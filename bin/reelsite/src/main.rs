//! reelsite CLI
//!
//! Generates social casino websites from a site input file.
//!
//! This is the binary entry point. The library functionality is in `lib.rs`.

use std::path::PathBuf;

use clap::Parser;
use color_eyre::eyre::Result;
use reelsite_core::DeploymentType;

/// Command-line interface for reelsite.
#[derive(Parser)]
#[command(
    name = "reelsite",
    version,
    about = "Generate social casino websites from content, design and game data"
)]
struct Cli {
    /// Path to configuration file
    #[arg(short, long, default_value = "reelsite.toml")]
    config: PathBuf,

    /// Increase verbosity (-v, -vv, -vvv)
    #[arg(short, long, action = clap::ArgAction::Count)]
    verbose: u8,

    #[command(subcommand)]
    command: Commands,
}

/// Available CLI commands.
#[derive(clap::Subcommand)]
enum Commands {
    /// Build a website from a site input file
    Build {
        /// Site input (JSON or YAML)
        #[arg(short, long)]
        input: PathBuf,
        /// Output directory (overrides build.output_dir)
        #[arg(short, long)]
        output: Option<PathBuf>,
        /// Output layout (standard, traffic-armor)
        #[arg(short, long)]
        deployment: Option<DeploymentType>,
        /// Override site base URL (e.g., https://example.com)
        #[arg(long)]
        base_url: Option<String>,
    },
    /// Validate a site input file
    Check {
        /// Site input (JSON or YAML)
        #[arg(short, long)]
        input: PathBuf,
        /// Treat warnings as errors
        #[arg(long)]
        strict: bool,
    },
    /// Scaffold a config file and a sample site input
    New {
        /// Directory to create
        dir: PathBuf,
    },
}

#[tokio::main]
async fn main() -> Result<()> {
    color_eyre::install()?;

    let cli = Cli::parse();
    reelsite::init_tracing(cli.verbose);

    match cli.command {
        Commands::Build {
            input,
            output,
            deployment,
            base_url,
        } => {
            reelsite::cmd::build::run(
                &cli.config,
                &input,
                output.as_deref(),
                deployment,
                base_url.as_deref(),
            )
            .await?;
        }
        Commands::Check { input, strict } => {
            reelsite::cmd::check::run(&cli.config, &input, strict)?;
        }
        Commands::New { dir } => {
            reelsite::cmd::new::run(&dir)?;
        }
    }

    Ok(())
}

#[cfg(test)]
mod tests {
    use clap::Parser;

    use super::*;

    #[test]
    fn test_cli_build_command_parsing() {
        let args = ["reelsite", "build", "--input", "site.json"];
        let cli = Cli::parse_from(args);

        assert_eq!(cli.config, PathBuf::from("reelsite.toml"));
        assert_eq!(cli.verbose, 0);

        match cli.command {
            Commands::Build {
                input,
                output,
                deployment,
                base_url,
            } => {
                assert_eq!(input, PathBuf::from("site.json"));
                assert!(output.is_none());
                assert!(deployment.is_none());
                assert!(base_url.is_none());
            }
            _ => panic!("Expected Build command"),
        }
    }

    #[test]
    fn test_cli_build_with_overrides() {
        let args = [
            "reelsite",
            "build",
            "-i",
            "site.yaml",
            "--output",
            "dist",
            "--deployment",
            "traffic-armor",
            "--base-url",
            "https://example.com",
        ];
        let cli = Cli::parse_from(args);

        match cli.command {
            Commands::Build {
                output,
                deployment,
                base_url,
                ..
            } => {
                assert_eq!(output, Some(PathBuf::from("dist")));
                assert_eq!(deployment, Some(DeploymentType::TrafficArmor));
                assert_eq!(base_url.as_deref(), Some("https://example.com"));
            }
            _ => panic!("Expected Build command"),
        }
    }

    #[test]
    fn test_cli_build_noip_alias() {
        let args = ["reelsite", "build", "-i", "site.json", "-d", "noip"];
        let cli = Cli::parse_from(args);

        match cli.command {
            Commands::Build { deployment, .. } => {
                assert_eq!(deployment, Some(DeploymentType::Standard));
            }
            _ => panic!("Expected Build command"),
        }
    }

    #[test]
    fn test_cli_build_rejects_unknown_deployment() {
        let args = ["reelsite", "build", "-i", "site.json", "-d", "ftp"];
        assert!(Cli::try_parse_from(args).is_err());
    }

    #[test]
    fn test_cli_build_requires_input() {
        assert!(Cli::try_parse_from(["reelsite", "build"]).is_err());
    }

    #[test]
    fn test_cli_check_command_parsing() {
        let args = ["reelsite", "check", "--input", "site.json", "--strict"];
        let cli = Cli::parse_from(args);

        match cli.command {
            Commands::Check { input, strict } => {
                assert_eq!(input, PathBuf::from("site.json"));
                assert!(strict);
            }
            _ => panic!("Expected Check command"),
        }
    }

    #[test]
    fn test_cli_new_command_parsing() {
        let args = ["reelsite", "new", "my-casino"];
        let cli = Cli::parse_from(args);

        match cli.command {
            Commands::New { dir } => assert_eq!(dir, PathBuf::from("my-casino")),
            _ => panic!("Expected New command"),
        }
    }

    #[test]
    fn test_cli_verbosity_flags() {
        let args = ["reelsite", "-vvv", "check", "-i", "site.json"];
        let cli = Cli::parse_from(args);
        assert_eq!(cli.verbose, 3);
    }

    #[test]
    fn test_cli_custom_config_path() {
        let args = ["reelsite", "--config", "prod.toml", "new", "x"];
        let cli = Cli::parse_from(args);
        assert_eq!(cli.config, PathBuf::from("prod.toml"));
    }
}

========================

_PROBLEM TO WORK ON:_ Write the listing out again, matching every line exactly.

_EXERCISE RESULT:_
filename bin/reelsite/src/main.rs
//! reelsite CLI
//!
//! Generates social casino websites from a site input file.
//!
//! This is the binary entry point. The library functionality is in `lib.rs`.

use std::path::PathBuf;

use clap::Parser;
use color_eyre::eyre::Result;
use reelsite_core::DeploymentType;

/// Command-line interface for reelsite.
#[derive(Parser)]
#[command(
    name = "reelsite",
    version,
    about = "Generate social casino websites from content, design and game data"
)]
struct Cli {
    /// Path to configuration file
    #[arg(short, long, default_value = "reelsite.toml")]
    config: PathBuf,

    /// Increase verbosity (-v, -vv, -vvv)
    #[arg(short, long, action = clap::ArgAction::Count)]
    verbose: u8,

    #[command(subcommand)]
    command: Commands,
}

/// Available CLI commands.
#[derive(clap::Subcommand)]
enum Commands {
    /// Build a website from a site input file
    Build {
        /// Site input (JSON or YAML)
        #[arg(short, long)]
        input: PathBuf,
        /// Output directory (overrides build.output_dir)
        #[arg(short, long)]
        output: Option<PathBuf>,
        /// Output layout (standard, traffic-armor)
        #[arg(short, long)]
        deployment: Option<DeploymentType>,
        /// Override site base URL (e.g., https://example.com)
        #[arg(long)]
        base_url: Option<String>,
    },
    /// Validate a site input file
    Check {
        /// Site input (JSON or YAML)
        #[arg(short, long)]
        input: PathBuf,
        /// Treat warnings as errors
        #[arg(long)]
        strict: bool,
    },
    /// Scaffold a config file and a sample site input
    New {
        /// Directory to create
        dir: PathBuf,
    },
}

#[tokio::main]
async fn main() -> Result<()> {
    color_eyre::install()?;

    let cli = Cli::parse();
    reelsite::init_tracing(cli.verbose);

    match cli.command {
        Commands::Build {
            input,
            output,
            deployment,
            base_url,
        } => {
            reelsite::cmd::build::run(
                &cli.config,
                &input,
                output.as_deref(),
                deployment,
                base_url.as_deref(),
            )
            .await?;
        }
        Commands::Check { input, strict } => {
            reelsite::cmd::check::run(&cli.config, &input, strict)?;
        }
        Commands::New { dir } => {
            reelsite::cmd::new::run(&dir)?;
        }
    }

    Ok(())
}

#[cfg(test)]
mod tests {
    use clap::Parser;

    use super::*;

    #[test]
    fn test_cli_build_command_parsing() {
        let args = ["reelsite", "build", "--input", "site.json"];
        let cli = Cli::parse_from(args);

        assert_eq!(cli.config, PathBuf::from("reelsite.toml"));
        assert_eq!(cli.verbose, 0);

        match cli.command {
            Commands::Build {
                input,
                output,
                deployment,
                base_url,
            } => {
                assert_eq!(input, PathBuf::from("site.json"));
                assert!(output.is_none());
                assert!(deployment.is_none());
                assert!(base_url.is_none());
            }
            _ => panic!("Expected Build command"),
        }
    }

    #[test]
    fn test_cli_build_with_overrides() {
        let args = [
            "reelsite",
            "build",
            "-i",
            "site.yaml",
            "--output",
            "dist",
            "--deployment",
            "traffic-armor",
            "--base-url",
            "https://example.com",
        ];
        let cli = Cli::parse_from(args);

        match cli.command {
            Commands::Build {
                output,
                deployment,
                base_url,
                ..
            } => {
                assert_eq!(output, Some(PathBuf::from("dist")));
                assert_eq!(deployment, Some(DeploymentType::TrafficArmor));
                assert_eq!(base_url.as_deref(), Some("https://example.com"));
            }
            _ => panic!("Expected Build command"),
        }
    }

    #[test]
    fn test_cli_build_noip_alias() {
        let args = ["reelsite", "build", "-i", "site.json", "-d", "noip"];
        let cli = Cli::parse_from(args);

        match cli.command {
            Commands::Build { deployment, .. } => {
                assert_eq!(deployment, Some(DeploymentType::Standard));
            }
            _ => panic!("Expected Build command"),
        }
    }

    #[test]
    fn test_cli_build_rejects_unknown_deployment() {
        let args = ["reelsite", "build", "-i", "site.json", "-d", "ftp"];
        assert!(Cli::try_parse_from(args).is_err());
    }

    #[test]
    fn test_cli_build_requires_input() {
        assert!(Cli::try_parse_from(["reelsite", "build"]).is_err());
    }

    #[test]
    fn test_cli_check_command_parsing() {
        let args = ["reelsite", "check", "--input", "site.json", "--strict"];
        let cli = Cli::parse_from(args);

        match cli.command {
            Commands::Check { input, strict } => {
                assert_eq!(input, PathBuf::from("site.json"));
                assert!(strict);
            }
            _ => panic!("Expected Check command"),
        }
    }

    #[test]
    fn test_cli_new_command_parsing() {
        let args = ["reelsite", "new", "my-casino"];
        let cli = Cli::parse_from(args);

        match cli.command {
            Commands::New { dir } => assert_eq!(dir, PathBuf::from("my-casino")),
            _ => panic!("Expected New command"),
        }
    }

    #[test]
    fn test_cli_verbosity_flags() {
        let args = ["reelsite", "-vvv", "check", "-i", "site.json"];
        let cli = Cli::parse_from(args);
        assert_eq!(cli.verbose, 3);
    }

    #[test]
    fn test_cli_custom_config_path() {
        let args = ["reelsite", "--config", "prod.toml", "new", "x"];
        let cli = Cli::parse_from(args);
        assert_eq!(cli.config, PathBuf::from("prod.toml"));
    }
}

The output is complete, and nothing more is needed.